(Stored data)
┄┄┄┄┄┄┄┄┄┄

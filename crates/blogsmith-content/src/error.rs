//! Content loading errors.

use std::path::PathBuf;

use blogsmith_core::CoreError;
use thiserror::Error;

/// Content collection errors.
#[derive(Debug, Error)]
pub enum ContentError {
    /// Configuration, front-matter, glob or validation error.
    #[error(transparent)]
    Core(#[from] CoreError),

    /// IO error.
    #[error("IO error: {0}")]
    Io(#[from] std::io::Error),

    /// A content file could not be read.
    #[error("failed to read {path}: {source}")]
    Read {
        path: PathBuf,
        #[source]
        source: std::io::Error,
    },

    /// A collection name was defined twice.
    #[error("collection '{name}' is already defined (loading from {existing})")]
    DuplicateCollection { name: String, existing: PathBuf },

    /// A query named a collection that does not exist.
    #[error("unknown collection '{0}'")]
    UnknownCollection(String),
}

/// Result type for content operations.
pub type Result<T> = std::result::Result<T, ContentError>;

impl ContentError {
    /// Whether this error comes from a document failing its schema.
    pub fn is_validation(&self) -> bool {
        matches!(self, Self::Core(CoreError::Validation { .. }))
    }
}
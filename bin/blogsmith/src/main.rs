//! Blogsmith CLI
//!
//! Validates blog content against its collection schemas and writes the data
//! store page templates read from.
//!
//! This is the binary entry point. The library functionality is in `lib.rs`.

use clap::Parser;
use color_eyre::eyre::Result;

/// Command-line interface for blogsmith.
#[derive(Parser)]
#[command(
    name = "blogsmith",
    version,
    about = "Schema-checked content collections for a markdown blog"
)]
struct Cli {
    /// Path to configuration file
    #[arg(short, long, default_value = "blogsmith.toml")]
    config: std::path::PathBuf,

    /// Increase verbosity (-v, -vv, -vvv)
    #[arg(short, long, action = clap::ArgAction::Count)]
    verbose: u8,

    #[command(subcommand)]
    command: Commands,
}

/// Available CLI commands.
#[derive(clap::Subcommand)]
enum Commands {
    /// Validate configuration and every document of every collection
    Check {
        /// Treat warnings as errors
        #[arg(long)]
        strict: bool,
    },
    /// Load all collections and write the data store
    Sync {
        /// Data store path (defaults to build.data_store)
        #[arg(short, long)]
        out: Option<std::path::PathBuf>,
        /// Include draft entries
        #[arg(long)]
        drafts: bool,
    },
    /// Create a new document with front matter matching its collection schema
    New {
        /// Document name relative to the collection base (e.g., my-first-post)
        name: std::path::PathBuf,
        /// Collection to add the document to
        #[arg(short = 'C', long, default_value = "blog")]
        collection: String,
    },
    /// Show the resolved site configuration
    Info,
}

fn main() -> Result<()> {
    color_eyre::install()?;

    let cli = Cli::parse();
    blogsmith::init_tracing(cli.verbose);

    match cli.command {
        Commands::Check { strict } => {
            blogsmith::cmd::check::run(&cli.config, strict)?;
        }
        Commands::Sync { out, drafts } => {
            blogsmith::cmd::sync::run(&cli.config, out.as_deref(), drafts)?;
        }
        Commands::New { name, collection } => {
            blogsmith::cmd::new::run(&cli.config, &name, &collection)?;
        }
        Commands::Info => {
            blogsmith::cmd::info::run(&cli.config)?;
        }
    }

    Ok(())
}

┄┄┄┄┄┄┄┄┄┄

▶ _WHAT IS NEEDED_:
Your answer should consist only of the lines from the one that holds "base (e.g., my-first-post)" to the end of the entries above, both ends included, each repeated exactly.

▶ _TASK ANSWER_:
        /// Document name relative to the collection base (e.g., my-first-post)
        name: std::path::PathBuf,
        /// Collection to add the document to
        #[arg(short = 'C', long, default_value = "blog")]
        collection: String,
    },
    /// Show the resolved site configuration
    Info,
}

fn main() -> Result<()> {
    color_eyre::install()?;

    let cli = Cli::parse();
    blogsmith::init_tracing(cli.verbose);

    match cli.command {
        Commands::Check { strict } => {
            blogsmith::cmd::check::run(&cli.config, strict)?;
        }
        Commands::Sync { out, drafts } => {
            blogsmith::cmd::sync::run(&cli.config, out.as_deref(), drafts)?;
        }
        Commands::New { name, collection } => {
            blogsmith::cmd::new::run(&cli.config, &name, &collection)?;
        }
        Commands::Info => {
            blogsmith::cmd::info::run(&cli.config)?;
        }
    }

    Ok(())
}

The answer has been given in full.